DATA TO PROCESS
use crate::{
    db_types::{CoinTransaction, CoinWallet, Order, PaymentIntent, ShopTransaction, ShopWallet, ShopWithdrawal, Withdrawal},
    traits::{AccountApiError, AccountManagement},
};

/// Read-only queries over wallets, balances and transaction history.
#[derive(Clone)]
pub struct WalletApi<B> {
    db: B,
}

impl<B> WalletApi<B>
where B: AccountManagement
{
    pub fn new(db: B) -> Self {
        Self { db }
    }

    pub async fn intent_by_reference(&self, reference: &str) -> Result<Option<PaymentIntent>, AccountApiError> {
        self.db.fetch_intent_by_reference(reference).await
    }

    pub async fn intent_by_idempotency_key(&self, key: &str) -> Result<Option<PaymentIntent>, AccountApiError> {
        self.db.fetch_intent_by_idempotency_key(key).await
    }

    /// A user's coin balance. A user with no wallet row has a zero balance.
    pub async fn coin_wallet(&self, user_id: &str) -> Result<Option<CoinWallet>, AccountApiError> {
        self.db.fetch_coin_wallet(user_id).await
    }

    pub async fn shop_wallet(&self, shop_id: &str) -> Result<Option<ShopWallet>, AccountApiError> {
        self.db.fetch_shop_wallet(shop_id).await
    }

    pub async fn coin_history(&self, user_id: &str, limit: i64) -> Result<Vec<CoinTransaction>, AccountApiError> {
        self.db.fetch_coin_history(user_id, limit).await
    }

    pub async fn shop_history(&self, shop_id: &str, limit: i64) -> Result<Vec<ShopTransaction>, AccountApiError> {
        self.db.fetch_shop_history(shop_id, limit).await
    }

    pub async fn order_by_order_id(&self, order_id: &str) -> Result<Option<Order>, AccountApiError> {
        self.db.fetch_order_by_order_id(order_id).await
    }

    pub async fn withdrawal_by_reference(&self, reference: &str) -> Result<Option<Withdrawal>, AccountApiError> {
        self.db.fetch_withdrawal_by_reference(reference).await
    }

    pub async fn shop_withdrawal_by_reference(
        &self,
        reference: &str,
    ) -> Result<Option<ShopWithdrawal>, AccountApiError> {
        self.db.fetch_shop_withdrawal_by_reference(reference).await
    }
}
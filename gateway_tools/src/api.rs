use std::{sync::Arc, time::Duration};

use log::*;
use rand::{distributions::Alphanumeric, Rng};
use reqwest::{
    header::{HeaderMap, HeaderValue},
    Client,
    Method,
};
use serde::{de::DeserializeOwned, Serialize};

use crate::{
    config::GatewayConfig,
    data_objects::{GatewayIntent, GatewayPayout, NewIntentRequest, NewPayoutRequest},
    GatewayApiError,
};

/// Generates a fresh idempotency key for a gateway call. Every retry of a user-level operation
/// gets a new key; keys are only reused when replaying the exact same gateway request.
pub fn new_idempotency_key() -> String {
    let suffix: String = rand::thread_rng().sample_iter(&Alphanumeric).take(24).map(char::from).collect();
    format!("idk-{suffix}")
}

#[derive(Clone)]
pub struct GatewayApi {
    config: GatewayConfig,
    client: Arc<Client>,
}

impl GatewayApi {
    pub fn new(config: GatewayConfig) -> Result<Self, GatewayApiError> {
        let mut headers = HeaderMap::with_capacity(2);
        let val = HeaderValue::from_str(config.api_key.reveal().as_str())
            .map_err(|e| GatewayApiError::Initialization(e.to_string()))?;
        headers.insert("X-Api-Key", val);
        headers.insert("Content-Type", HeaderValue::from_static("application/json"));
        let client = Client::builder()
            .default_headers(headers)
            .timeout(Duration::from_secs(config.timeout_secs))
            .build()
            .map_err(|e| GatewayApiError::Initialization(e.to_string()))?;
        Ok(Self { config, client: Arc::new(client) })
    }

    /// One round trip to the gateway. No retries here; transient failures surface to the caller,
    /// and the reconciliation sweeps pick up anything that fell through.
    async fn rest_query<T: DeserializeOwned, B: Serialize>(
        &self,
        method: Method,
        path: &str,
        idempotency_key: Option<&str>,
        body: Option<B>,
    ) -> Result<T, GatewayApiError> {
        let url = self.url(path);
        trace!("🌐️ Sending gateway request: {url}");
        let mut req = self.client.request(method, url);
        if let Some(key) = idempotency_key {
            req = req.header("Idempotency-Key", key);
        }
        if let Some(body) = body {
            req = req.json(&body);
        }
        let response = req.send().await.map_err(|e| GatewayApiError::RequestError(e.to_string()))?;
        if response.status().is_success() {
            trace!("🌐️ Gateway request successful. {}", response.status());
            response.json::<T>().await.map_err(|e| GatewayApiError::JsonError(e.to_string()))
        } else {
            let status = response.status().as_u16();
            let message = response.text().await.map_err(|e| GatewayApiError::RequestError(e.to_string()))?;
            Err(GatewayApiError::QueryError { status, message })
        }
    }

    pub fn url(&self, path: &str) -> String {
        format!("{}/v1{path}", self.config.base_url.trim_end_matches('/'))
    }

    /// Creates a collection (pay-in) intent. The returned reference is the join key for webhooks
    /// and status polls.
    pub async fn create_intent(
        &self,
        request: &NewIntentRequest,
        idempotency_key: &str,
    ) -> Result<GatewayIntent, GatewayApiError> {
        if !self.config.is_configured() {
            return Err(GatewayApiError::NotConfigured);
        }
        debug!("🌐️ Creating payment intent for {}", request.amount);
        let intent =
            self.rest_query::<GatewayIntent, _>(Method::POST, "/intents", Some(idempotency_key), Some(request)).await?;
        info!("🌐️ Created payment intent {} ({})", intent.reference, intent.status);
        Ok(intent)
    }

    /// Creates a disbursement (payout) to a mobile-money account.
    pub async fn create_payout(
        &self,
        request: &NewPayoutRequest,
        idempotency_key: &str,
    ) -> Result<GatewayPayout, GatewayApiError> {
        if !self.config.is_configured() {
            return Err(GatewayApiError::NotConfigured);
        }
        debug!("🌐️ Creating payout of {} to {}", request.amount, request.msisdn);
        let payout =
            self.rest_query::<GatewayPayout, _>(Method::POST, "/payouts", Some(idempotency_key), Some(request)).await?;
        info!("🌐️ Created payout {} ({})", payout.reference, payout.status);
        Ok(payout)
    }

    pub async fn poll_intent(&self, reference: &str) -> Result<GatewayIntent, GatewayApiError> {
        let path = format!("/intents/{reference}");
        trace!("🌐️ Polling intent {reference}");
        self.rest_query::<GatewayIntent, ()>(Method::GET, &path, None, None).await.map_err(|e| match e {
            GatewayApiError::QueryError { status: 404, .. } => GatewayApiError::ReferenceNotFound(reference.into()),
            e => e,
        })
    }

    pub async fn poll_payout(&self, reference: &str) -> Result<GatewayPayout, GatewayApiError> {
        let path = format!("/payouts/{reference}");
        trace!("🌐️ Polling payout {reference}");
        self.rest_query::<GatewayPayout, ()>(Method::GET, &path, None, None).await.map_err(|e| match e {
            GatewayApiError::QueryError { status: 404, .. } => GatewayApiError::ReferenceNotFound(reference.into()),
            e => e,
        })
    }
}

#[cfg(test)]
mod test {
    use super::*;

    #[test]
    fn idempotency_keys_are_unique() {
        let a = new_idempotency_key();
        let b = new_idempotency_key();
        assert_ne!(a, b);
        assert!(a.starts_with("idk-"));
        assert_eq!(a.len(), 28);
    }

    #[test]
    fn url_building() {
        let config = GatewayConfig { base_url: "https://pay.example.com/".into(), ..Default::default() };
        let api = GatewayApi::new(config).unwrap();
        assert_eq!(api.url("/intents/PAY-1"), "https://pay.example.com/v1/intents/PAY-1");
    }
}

BRIEF
Write the whole listing out again. Keep every line exactly as it is.

OUTPUT
use crate::{
    db_types::{CoinTransaction, CoinWallet, Order, PaymentIntent, ShopTransaction, ShopWallet, ShopWithdrawal, Withdrawal},
    traits::{AccountApiError, AccountManagement},
};

/// Read-only queries over wallets, balances and transaction history.
#[derive(Clone)]
pub struct WalletApi<B> {
    db: B,
}

impl<B> WalletApi<B>
where B: AccountManagement
{
    pub fn new(db: B) -> Self {
        Self { db }
    }

    pub async fn intent_by_reference(&self, reference: &str) -> Result<Option<PaymentIntent>, AccountApiError> {
        self.db.fetch_intent_by_reference(reference).await
    }

    pub async fn intent_by_idempotency_key(&self, key: &str) -> Result<Option<PaymentIntent>, AccountApiError> {
        self.db.fetch_intent_by_idempotency_key(key).await
    }

    /// A user's coin balance. A user with no wallet row has a zero balance.
    pub async fn coin_wallet(&self, user_id: &str) -> Result<Option<CoinWallet>, AccountApiError> {
        self.db.fetch_coin_wallet(user_id).await
    }

    pub async fn shop_wallet(&self, shop_id: &str) -> Result<Option<ShopWallet>, AccountApiError> {
        self.db.fetch_shop_wallet(shop_id).await
    }

    pub async fn coin_history(&self, user_id: &str, limit: i64) -> Result<Vec<CoinTransaction>, AccountApiError> {
        self.db.fetch_coin_history(user_id, limit).await
    }

    pub async fn shop_history(&self, shop_id: &str, limit: i64) -> Result<Vec<ShopTransaction>, AccountApiError> {
        self.db.fetch_shop_history(shop_id, limit).await
    }

    pub async fn order_by_order_id(&self, order_id: &str) -> Result<Option<Order>, AccountApiError> {
        self.db.fetch_order_by_order_id(order_id).await
    }

    pub async fn withdrawal_by_reference(&self, reference: &str) -> Result<Option<Withdrawal>, AccountApiError> {
        self.db.fetch_withdrawal_by_reference(reference).await
    }

    pub async fn shop_withdrawal_by_reference(
        &self,
        reference: &str,
    ) -> Result<Option<ShopWithdrawal>, AccountApiError> {
        self.db.fetch_shop_withdrawal_by_reference(reference).await
    }
}
filename gateway_tools/src/api.rs
use std::{sync::Arc, time::Duration};

use log::*;
use rand::{distributions::Alphanumeric, Rng};
use reqwest::{
    header::{HeaderMap, HeaderValue},
    Client,
    Method,
};
use serde::{de::DeserializeOwned, Serialize};

use crate::{
    config::GatewayConfig,
    data_objects::{GatewayIntent, GatewayPayout, NewIntentRequest, NewPayoutRequest},
    GatewayApiError,
};

/// Generates a fresh idempotency key for a gateway call. Every retry of a user-level operation
/// gets a new key; keys are only reused when replaying the exact same gateway request.
pub fn new_idempotency_key() -> String {
    let suffix: String = rand::thread_rng().sample_iter(&Alphanumeric).take(24).map(char::from).collect();
    format!("idk-{suffix}")
}

#[derive(Clone)]
pub struct GatewayApi {
    config: GatewayConfig,
    client: Arc<Client>,
}

impl GatewayApi {
    pub fn new(config: GatewayConfig) -> Result<Self, GatewayApiError> {
        let mut headers = HeaderMap::with_capacity(2);
        let val = HeaderValue::from_str(config.api_key.reveal().as_str())
            .map_err(|e| GatewayApiError::Initialization(e.to_string()))?;
        headers.insert("X-Api-Key", val);
        headers.insert("Content-Type", HeaderValue::from_static("application/json"));
        let client = Client::builder()
            .default_headers(headers)
            .timeout(Duration::from_secs(config.timeout_secs))
            .build()
            .map_err(|e| GatewayApiError::Initialization(e.to_string()))?;
        Ok(Self { config, client: Arc::new(client) })
    }

    /// One round trip to the gateway. No retries here; transient failures surface to the caller,
    /// and the reconciliation sweeps pick up anything that fell through.
    async fn rest_query<T: DeserializeOwned, B: Serialize>(
        &self,
        method: Method,
        path: &str,
        idempotency_key: Option<&str>,
        body: Option<B>,
    ) -> Result<T, GatewayApiError> {
        let url = self.url(path);
        trace!("🌐️ Sending gateway request: {url}");
        let mut req = self.client.request(method, url);
        if let Some(key) = idempotency_key {
            req = req.header("Idempotency-Key", key);
        }
        if let Some(body) = body {
            req = req.json(&body);
        }
        let response = req.send().await.map_err(|e| GatewayApiError::RequestError(e.to_string()))?;
        if response.status().is_success() {
            trace!("🌐️ Gateway request successful. {}", response.status());
            response.json::<T>().await.map_err(|e| GatewayApiError::JsonError(e.to_string()))
        } else {
            let status = response.status().as_u16();
            let message = response.text().await.map_err(|e| GatewayApiError::RequestError(e.to_string()))?;
            Err(GatewayApiError::QueryError { status, message })
        }
    }

    pub fn url(&self, path: &str) -> String {
        format!("{}/v1{path}", self.config.base_url.trim_end_matches('/'))
    }

    /// Creates a collection (pay-in) intent. The returned reference is the join key for webhooks
    /// and status polls.
    pub async fn create_intent(
        &self,
        request: &NewIntentRequest,
        idempotency_key: &str,
    ) -> Result<GatewayIntent, GatewayApiError> {
        if !self.config.is_configured() {
            return Err(GatewayApiError::NotConfigured);
        }
        debug!("🌐️ Creating payment intent for {}", request.amount);
        let intent =
            self.rest_query::<GatewayIntent, _>(Method::POST, "/intents", Some(idempotency_key), Some(request)).await?;
        info!("🌐️ Created payment intent {} ({})", intent.reference, intent.status);
        Ok(intent)
    }

    /// Creates a disbursement (payout) to a mobile-money account.
    pub async fn create_payout(
        &self,
        request: &NewPayoutRequest,
        idempotency_key: &str,
    ) -> Result<GatewayPayout, GatewayApiError> {
        if !self.config.is_configured() {
            return Err(GatewayApiError::NotConfigured);
        }
        debug!("🌐️ Creating payout of {} to {}", request.amount, request.msisdn);
        let payout =
            self.rest_query::<GatewayPayout, _>(Method::POST, "/payouts", Some(idempotency_key), Some(request)).await?;
        info!("🌐️ Created payout {} ({})", payout.reference, payout.status);
        Ok(payout)
    }

    pub async fn poll_intent(&self, reference: &str) -> Result<GatewayIntent, GatewayApiError> {
        let path = format!("/intents/{reference}");
        trace!("🌐️ Polling intent {reference}");
        self.rest_query::<GatewayIntent, ()>(Method::GET, &path, None, None).await.map_err(|e| match e {
            GatewayApiError::QueryError { status: 404, .. } => GatewayApiError::ReferenceNotFound(reference.into()),
            e => e,
        })
    }

    pub async fn poll_payout(&self, reference: &str) -> Result<GatewayPayout, GatewayApiError> {
        let path = format!("/payouts/{reference}");
        trace!("🌐️ Polling payout {reference}");
        self.rest_query::<GatewayPayout, ()>(Method::GET, &path, None, None).await.map_err(|e| match e {
            GatewayApiError::QueryError { status: 404, .. } => GatewayApiError::ReferenceNotFound(reference.into()),
            e => e,
        })
    }
}

#[cfg(test)]
mod test {
    use super::*;

    #[test]
    fn idempotency_keys_are_unique() {
        let a = new_idempotency_key();
        let b = new_idempotency_key();
        assert_ne!(a, b);
        assert!(a.starts_with("idk-"));
        assert_eq!(a.len(), 28);
    }

    #[test]
    fn url_building() {
        let config = GatewayConfig { base_url: "https://pay.example.com/".into(), ..Default::default() };
        let api = GatewayApi::new(config).unwrap();
        assert_eq!(api.url("/intents/PAY-1"), "https://pay.example.com/v1/intents/PAY-1");
    }
}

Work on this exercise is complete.